To Mr. anonymous guy no. 1:
i'm neither a guy, nor disappointed.
a further point... this thanatos is nothing new under the sun. as long as there's been this thing 'human', distinguished from the purely animistic by its separative self-consciousness and facility for abstraction, there's been this dance with danger, self-destruction and arrogant doomsday caprice with respect to habitat and other life forms.
this unruly portrait of our dumb-ass civilization taking it to a high point of realization where we're literally choking on our own way-of-life shit can either be cause for defeatism or optimistic hope. i'll go with the latter, since one can't engage an opponent one can't see or take stock of. the essence of learning, or so the clever tell us, lies in the ability to stand outside and apart from what you're looking at, see it in a fresh, dissociative context that liberates one from identification with the object, or mere participation mystique where one is held in thrall to its force, as it were.

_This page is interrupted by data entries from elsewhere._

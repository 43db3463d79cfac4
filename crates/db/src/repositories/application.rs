use sqlx::Row;

use coverquote_core::ports::{ApplicationStore, QuoteProgress, RepositoryError};
use coverquote_core::{AgencyLocationId, ApplicationId, ApplicationState};

use super::{db_error, decode_error, to_i64};
use crate::DbPool;

pub struct SqlApplicationStore {
    pool: DbPool,
}

impl SqlApplicationStore {
    pub fn new(pool: DbPool) -> Self {
        Self { pool }
    }

    /// Registers an application row in the `new` state. Existing rows are left untouched.
    pub async fn register(
        &self,
        id: ApplicationId,
        agency_location_id: AgencyLocationId,
    ) -> Result<(), RepositoryError> {
        sqlx::query(
            "INSERT OR IGNORE INTO application (id, agency_location_id, state) VALUES (?, ?, ?)",
        )
        .bind(to_i64(id.0))
        .bind(to_i64(agency_location_id.0))
        .bind(ApplicationState::New.code())
        .execute(&self.pool)
        .await
        .map_err(db_error)?;
        Ok(())
    }

    pub async fn state(&self, id: ApplicationId) -> Result<Option<ApplicationState>, RepositoryError> {
        let row = sqlx::query("SELECT state FROM application WHERE id = ?")
            .bind(to_i64(id.0))
            .fetch_optional(&self.pool)
            .await
            .map_err(db_error)?;

        let Some(row) = row else {
            return Ok(None);
        };
        let code: i64 = row.try_get("state").map_err(decode_error)?;
        ApplicationState::from_code(code)
            .map(Some)
            .ok_or_else(|| RepositoryError::Decode(format!("unknown application state {code}")))
    }

    pub async fn progress(&self, id: ApplicationId) -> Result<Option<String>, RepositoryError> {
        sqlx::query_scalar::<_, Option<String>>("SELECT quote_progress FROM application WHERE id = ?")
            .bind(to_i64(id.0))
            .fetch_optional(&self.pool)
            .await
            .map(Option::flatten)
            .map_err(db_error)
    }
}

#[async_trait::async_trait]
impl ApplicationStore for SqlApplicationStore {
    async fn update_progress(
        &self,
        id: ApplicationId,
        progress: QuoteProgress,
    ) -> Result<(), RepositoryError> {
        sqlx::query(
            "UPDATE application
             SET quote_progress = ?, updated_at = strftime('%Y-%m-%dT%H:%M:%fZ', 'now')
             WHERE id = ?",
        )
        .bind(progress.as_str())
        .bind(to_i64(id.0))
        .execute(&self.pool)
        .await
        .map_err(db_error)?;
        Ok(())
    }

    async fn transition_state(
        &self,
        id: ApplicationId,
        from: ApplicationState,
        to: ApplicationState,
    ) -> Result<bool, RepositoryError> {
        let result = sqlx::query(
            "UPDATE application
             SET state = ?, updated_at = strftime('%Y-%m-%dT%H:%M:%fZ', 'now')
             WHERE id = ? AND state = ?",
        )
        .bind(to.code())
        .bind(to_i64(id.0))
        .bind(from.code())
        .execute(&self.pool)
        .await
        .map_err(db_error)?;
        Ok(result.rows_affected() > 0)
    }
}
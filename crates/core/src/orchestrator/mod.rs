//! Application orchestration: validate, resolve insurers, fan out quotes.
//!
//! `QuoteOrchestrator` holds no per-application state. Everything it needs
//! from the outside world arrives through [`EngineDeps`].

mod insurers;
mod quoting;

use std::sync::Arc;

use chrono::{NaiveDate, Utc};
use tracing::{debug, info, warn};

use crate::audit::{AuditCategory, AuditEvent, AuditOutcome, AuditSink};
use crate::config::AppConfig;
use crate::domain::agency_location::AgencyLocation;
use crate::domain::application::Application;
use crate::domain::ids::AgencyLocationId;
use crate::domain::payload::ApplicationPayload;
use crate::domain::policy::PolicyContext;
use crate::domain::policy_type::PolicyType;
use crate::domain::question::QuestionSet;
use crate::errors::{DomainError, EngineError};
use crate::integrations::IntegrationRegistry;
use crate::notifications::NotificationQueue;
use crate::ports::{
    AgencyLocationStore, ApplicationStore, EncryptionService, InsurerStore, QuestionCatalog,
    QuestionQuery, QuoteStore, ZipCodeLookup,
};

pub use quoting::{QuoteStreamEvent, QuotingReport};

const ACTOR: &str = "quote-orchestrator";

/// Every collaborator the engine talks to.
pub struct EngineDeps {
    pub config: AppConfig,
    pub zips: Arc<dyn ZipCodeLookup>,
    pub agencies: Arc<dyn AgencyLocationStore>,
    pub insurers: Arc<dyn InsurerStore>,
    pub questions: Arc<dyn QuestionCatalog>,
    pub encryption: Arc<dyn EncryptionService>,
    pub applications: Arc<dyn ApplicationStore>,
    pub quotes: Arc<dyn QuoteStore>,
    pub integrations: IntegrationRegistry,
    pub notifications: NotificationQueue,
    pub audit: Arc<dyn AuditSink>,
}

impl EngineDeps {
    pub fn house_agency_id(&self) -> AgencyLocationId {
        self.config.runtime.house_agency_location_id
    }
}

#[derive(Clone)]
pub struct QuoteOrchestrator {
    deps: Arc<EngineDeps>,
}

impl QuoteOrchestrator {
    pub fn new(deps: Arc<EngineDeps>) -> Self {
        Self { deps }
    }

    pub fn deps(&self) -> &Arc<EngineDeps> {
        &self.deps
    }

    /// Maps a payload onto a fresh `Application`. Nothing is validated here.
    pub fn load(&self, payload: ApplicationPayload) -> Application {
        Application::load(payload, self.deps.house_agency_id())
    }

    /// Validates the whole application and resolves its insurers and questions.
    ///
    /// Stops at the first failure. On success `app.agency_location`,
    /// `app.insurers` and `app.questions` are populated.
    pub async fn validate(
        &self,
        app: &mut Application,
        requested_insurers: Option<&[String]>,
    ) -> Result<(), EngineError> {
        let today = Utc::now().date_naive();
        info!(
            event_name = "application.validate.start",
            correlation_id = %app.correlation_id,
            application_id = %app.id,
            agency_location_id = %app.agency_location_id,
            "validating application"
        );

        app.agency_location = Some(self.init_agency(app.agency_location_id).await?);

        if !app.test && !app.id.is_assigned() {
            return Err(DomainError::validation("application id must be a positive integer").into());
        }
        if app.policies.is_empty() {
            return Err(DomainError::validation("at least one policy is required").into());
        }

        match self.get_insurers(app, requested_insurers).await {
            Err(EngineError::Domain(DomainError::UnsupportedRequest(reason)))
                if self.can_retarget(app) =>
            {
                self.retarget_to_house(app, &reason).await?;
                self.get_insurers(app, requested_insurers).await?;
            }
            other => other?,
        }

        let policy_types = app.policy_types();
        app.business.validate(&policy_types, today, self.deps.zips.as_ref()).await?;
        self.validate_policies(app, today)?;
        self.resolve_questions(app, &policy_types).await?;

        app.agency()?.supports_application(&app.business.territories(), &policy_types)?;

        info!(
            event_name = "application.validate.complete",
            correlation_id = %app.correlation_id,
            application_id = %app.id,
            agency_location_id = %app.agency_location_id,
            insurers = app.insurers.len(),
            questions = app.questions.len(),
            "application is valid"
        );
        Ok(())
    }

    async fn init_agency(&self, id: AgencyLocationId) -> Result<AgencyLocation, EngineError> {
        AgencyLocation::init(
            id,
            self.deps.house_agency_id(),
            self.deps.agencies.as_ref(),
            self.deps.encryption.as_ref(),
        )
        .await
    }

    fn can_retarget(&self, app: &Application) -> bool {
        app.agency_location
            .as_ref()
            .is_some_and(|agency| agency.wholesale && !agency.is_house_agency())
    }

    /// Moves a wholesale application onto the house agency. Only insurer
    /// resolution is repeated afterwards.
    async fn retarget_to_house(&self, app: &mut Application, reason: &str) -> Result<(), EngineError> {
        let original = app.agency_location_id;
        let house = self.deps.house_agency_id();
        warn!(
            event_name = "application.wholesale.retarget",
            correlation_id = %app.correlation_id,
            application_id = %app.id,
            from_agency_location_id = %original,
            to_agency_location_id = %house,
            reason,
            "agency cannot support request; retargeting to house agency"
        );

        app.agency_location_id = house;
        app.agency_location = Some(self.init_agency(house).await?);

        self.deps.audit.emit(
            AuditEvent::new(
                Some(app.id),
                None,
                app.correlation_id.clone(),
                "application.wholesale_retarget",
                AuditCategory::Validation,
                ACTOR,
                AuditOutcome::Success,
            )
            .with_metadata("from_agency_location_id", original.to_string())
            .with_metadata("to_agency_location_id", house.to_string())
            .with_metadata("reason", reason),
        );
        Ok(())
    }

    fn validate_policies(&self, app: &mut Application, today: NaiveDate) -> Result<(), EngineError> {
        let territories = app.business.territories();
        let primary_territory = app.business.primary_territory.clone().unwrap_or_default();
        let founded = app.business.founded;

        for policy in &mut app.policies {
            policy.validate(PolicyContext {
                today,
                founded,
                primary_territory: &primary_territory,
                territories: &territories,
            })?;
        }
        Ok(())
    }

    async fn resolve_questions(
        &self,
        app: &mut Application,
        policy_types: &[PolicyType],
    ) -> Result<(), EngineError> {
        let query = QuestionQuery {
            activity_codes: if policy_types.contains(&PolicyType::Wc) {
                app.business.activity_codes().into_iter().collect()
            } else {
                Vec::new()
            },
            industry_code: Some(app.business.industry_code),
            zip_codes: app.business.zip_codes().into_iter().collect(),
            policy_types: policy_types.to_vec(),
            insurer_ids: app.insurers.iter().map(|insurer| insurer.id).collect(),
        };

        let records = self.deps.questions.get_questions(&query).await?;
        debug!(
            event_name = "application.questions.loaded",
            correlation_id = %app.correlation_id,
            questions = records.len(),
            "question catalog loaded"
        );

        let mut questions = QuestionSet::from_catalog(records, &app.answers)?;
        questions.resolve_requirements()?;
        questions.validate()?;
        app.questions = questions;
        Ok(())
    }
}
//! Bind workflow for a previously recorded quote.

use std::sync::Arc;

use tracing::{info, warn};
use uuid::Uuid;

use crate::audit::{AuditCategory, AuditEvent, AuditOutcome};
use crate::domain::ids::{PaymentPlanId, QuoteId};
use crate::domain::quote::{AggregatedStatus, BindDecision, QuoteBind};
use crate::errors::{DomainError, EngineError};
use crate::notifications::{BindSummary, NotificationEvent};
use crate::orchestrator::EngineDeps;

const ACTOR: &str = "bind-service";

#[derive(Clone)]
pub struct BindService {
    deps: Arc<EngineDeps>,
}

impl BindService {
    pub fn new(deps: Arc<EngineDeps>) -> Self {
        Self { deps }
    }

    /// Loads a quote with the payment plan chosen for it.
    ///
    /// The plan must belong to the quote's insurer and the quoted amount must
    /// reach the plan's premium threshold.
    pub async fn load_quote_for_bind(
        &self,
        quote_id: QuoteId,
        payment_plan_id: PaymentPlanId,
    ) -> Result<QuoteBind, EngineError> {
        let quote = self
            .deps
            .quotes
            .find_quote(quote_id)
            .await?
            .ok_or_else(|| DomainError::validation(format!("quote {quote_id} does not exist")))?;

        let (insurer, plans) = tokio::try_join!(
            self.deps.insurers.load_insurer(quote.insurer_id),
            self.deps.insurers.load_payment_plans(quote.insurer_id),
        )?;
        let insurer = insurer.ok_or_else(|| {
            DomainError::MisconfiguredAgent(format!(
                "quote {quote_id} references missing insurer {}",
                quote.insurer_id
            ))
        })?;

        let payment_plan =
            plans.into_iter().find(|plan| plan.id == payment_plan_id).ok_or_else(|| {
                DomainError::validation(format!(
                    "payment plan {payment_plan_id} is not offered by {}",
                    insurer.name
                ))
            })?;
        if let Some(amount) = quote.amount {
            if amount < payment_plan.premium_threshold {
                return Err(DomainError::validation(format!(
                    "payment plan '{}' requires a premium of at least {}",
                    payment_plan.name, payment_plan.premium_threshold
                ))
                .into());
            }
        }

        Ok(QuoteBind { quote, insurer_name: insurer.name, insurer_slug: insurer.slug, payment_plan })
    }

    /// Binds through the carrier's API when an adapter exists, otherwise
    /// requests a manual bind. Both paths count as success for the caller.
    pub async fn bind(&self, bind: &QuoteBind) -> Result<BindDecision, EngineError> {
        let correlation_id = Uuid::new_v4().to_string();
        let quote = &bind.quote;

        if let Err(error) = quote.ensure_bindable() {
            info!(
                event_name = "bind.rejected",
                correlation_id = %correlation_id,
                quote_id = %quote.id,
                status = %quote.status,
                error = %error,
                "bind refused"
            );
            if quote.status == AggregatedStatus::PriceIndication && !quote.bound {
                self.deps.notifications.publish(NotificationEvent::PriceIndicationBindAttempt(
                    summary(bind, &correlation_id),
                ));
            }
            return Err(error.into());
        }

        if let Some(integration) =
            self.deps.integrations.bind_integration(&bind.insurer_slug, quote.policy_type)
        {
            match integration.bind(bind).await {
                Ok(BindDecision::Bound) => {
                    match self.deps.quotes.mark_bound(quote.id).await {
                        Ok(true) => {}
                        Ok(false) => warn!(
                            event_name = "bind.mark_bound.noop",
                            correlation_id = %correlation_id,
                            quote_id = %quote.id,
                            "quote row was not updated"
                        ),
                        Err(error) => warn!(
                            event_name = "bind.mark_bound.failed",
                            correlation_id = %correlation_id,
                            quote_id = %quote.id,
                            error = %error,
                            "carrier bound the policy but the quote row was not updated"
                        ),
                    }
                    self.deps
                        .notifications
                        .publish(NotificationEvent::PolicyBound(summary(bind, &correlation_id)));
                    return Ok(self.decided(bind, &correlation_id, BindDecision::Bound, "api"));
                }
                Ok(BindDecision::Referred) => {
                    self.deps
                        .notifications
                        .publish(NotificationEvent::BindReferred(summary(bind, &correlation_id)));
                    return Ok(self.decided(bind, &correlation_id, BindDecision::Referred, "api"));
                }
                Err(error) => warn!(
                    event_name = "bind.integration.failed",
                    correlation_id = %correlation_id,
                    quote_id = %quote.id,
                    insurer_slug = %bind.insurer_slug,
                    error = %error,
                    "bind integration failed; falling back to a manual bind request"
                ),
            }
        }

        if let Err(error) = self.deps.quotes.mark_bind_requested(quote.id).await {
            warn!(
                event_name = "bind.mark_requested.failed",
                correlation_id = %correlation_id,
                quote_id = %quote.id,
                error = %error,
                "failed to flag quote as bind requested"
            );
        }
        self.deps
            .notifications
            .publish(NotificationEvent::BindRequested(summary(bind, &correlation_id)));
        Ok(self.decided(bind, &correlation_id, BindDecision::Referred, "manual"))
    }

    fn decided(
        &self,
        bind: &QuoteBind,
        correlation_id: &str,
        decision: BindDecision,
        path: &str,
    ) -> BindDecision {
        info!(
            event_name = "bind.decided",
            correlation_id,
            quote_id = %bind.quote.id,
            decision = decision.as_str(),
            path,
            "bind decided"
        );
        self.deps.audit.emit(
            AuditEvent::new(
                Some(bind.quote.application_id),
                Some(bind.quote.id),
                correlation_id,
                "bind.decided",
                AuditCategory::Bind,
                ACTOR,
                AuditOutcome::Success,
            )
            .with_metadata("decision", decision.as_str())
            .with_metadata("path", path)
            .with_metadata("payment_plan", bind.payment_plan.name.clone()),
        );
        decision
    }
}

fn summary(bind: &QuoteBind, correlation_id: &str) -> BindSummary {
    BindSummary {
        quote_id: bind.quote.id,
        application_id: bind.quote.application_id,
        agency_location_id: bind.quote.agency_location_id,
        correlation_id: correlation_id.to_owned(),
        insurer_name: bind.insurer_name.clone(),
        policy_type: bind.quote.policy_type,
        amount: bind.quote.amount,
        payment_plan: Some(bind.payment_plan.name.clone()),
    }
}
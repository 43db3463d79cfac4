use std::collections::BTreeSet;

use futures::future::try_join_all;
use tracing::debug;

use super::QuoteOrchestrator;
use crate::domain::application::Application;
use crate::domain::ids::InsurerId;
use crate::domain::insurer::Insurer;
use crate::errors::{DomainError, EngineError};

impl QuoteOrchestrator {
    /// Resolves and initializes the insurers this application may be quoted with.
    ///
    /// Policy-level insurer lists are unioned; each listed insurer must be
    /// enabled for that policy's type at the agency and write that type itself. An empty union means every insurer the
    /// agency has. `requested_slugs` narrows the initialized set afterwards.
    pub async fn get_insurers(
        &self,
        app: &mut Application,
        requested_slugs: Option<&[String]>,
    ) -> Result<(), EngineError> {
        let agency = app.agency()?;

        let mut desired: BTreeSet<InsurerId> = BTreeSet::new();
        for policy in &app.policies {
            let enabled = agency.insurers_for(policy.policy_type);
            if enabled.is_empty() {
                return Err(DomainError::unsupported(format!(
                    "agency location {} does not offer {} coverage",
                    agency.id, policy.policy_type
                ))
                .into());
            }
            if let Some(missing) = policy.insurers.iter().find(|id| !enabled.contains(*id)) {
                return Err(DomainError::unsupported(format!(
                    "insurer {missing} is not enabled for {} at agency location {}",
                    policy.policy_type, agency.id
                ))
                .into());
            }
            desired.extend(policy.insurers.iter().copied());
        }

        if desired.is_empty() {
            desired = agency.insurers.keys().copied().collect();
        }

        let store = self.deps.insurers.as_ref();
        let encryption = self.deps.encryption.as_ref();
        let mut insurers =
            try_join_all(desired.iter().map(|id| Insurer::init(*id, store, encryption))).await?;

        for policy in &app.policies {
            let unsupported = insurers.iter().find(|insurer| {
                policy.insurers.contains(&insurer.id) && !insurer.supports(policy.policy_type)
            });
            if let Some(insurer) = unsupported {
                return Err(DomainError::unsupported(format!(
                    "insurer {} does not write {} coverage",
                    insurer.id, policy.policy_type
                ))
                .into());
            }
        }

        if let Some(slugs) = requested_slugs.filter(|slugs| !slugs.is_empty()) {
            let allowed: BTreeSet<String> =
                slugs.iter().map(|slug| slug.trim().to_ascii_lowercase()).collect();
            insurers.retain(|insurer| allowed.contains(&insurer.slug.to_ascii_lowercase()));
        }

        debug!(
            event_name = "application.insurers.resolved",
            correlation_id = %app.correlation_id,
            agency_location_id = %agency.id,
            insurers = ?insurers.iter().map(|insurer| insurer.id.0).collect::<Vec<_>>(),
            "insurers resolved"
        );

        app.insurers = insurers;
        Ok(())
    }
}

therefore, it seems this root disease of ours is finally emerging from the fog in all its garish grotesquerie ... and we're like the cliched babysitter in a horror movie chillingly putting it together in a moment of time suspending that the death knell phone calls are actually coming from _inside_ the house.
the inconvenient fact is this: nature not only abhors a vacuum, it periodically fancies a good cull... as population figures start to exceed their own grasp with respect to available resources and collective ableness to orient in peace and love, its more than slightly ironic to notice the obvious manner in which we're also quietly killing ourselves off.
in the final analysis, there's time for everything and nothing. may we be brave, be love, and be the dance... zero else matters.
Wasn't Osama Bin Laden actually fond of quoting Noam Chomsky?
Anonymous 1 asks: "[H]ow many people [are] killed by the tobacco/alcohol/food industries.... I've never heard Hitchens [or] Chomsky address these matters."
Chomsky has addressed it, in various places. For example, see Chomsky's book Deterring Democracy (Verso, London, 1991), Chapter 4, particularly pages 121–127. Here Chomsky points out that tobacco was causing some 300,000 deaths annually in the U.S., compared to fewer than 4000 deaths in a typical year due to illegal drugs. In a section titled "The Narcotraffickers," Chomsky notes that the tobacco industry tried to force Thailand to drop import restrictions on U.S. tobacco with the threat of sanctions; he also points out efforts by British American Tobacco to market super-addictive cigarettes in Africa, with nicotine levels well in excess of what U.S. regulations permit. Chomsky notes then–Surgeon General C. Everett Koop's vigorous objections to Reagan administration efforts to push Asian nations to accept importation of U.S. tobacco. Chomsky discusses the economic underpinnings of this narcotrafficking drive.
The book is worth reading in full; even the section just cited contains far more information than I can summarize here.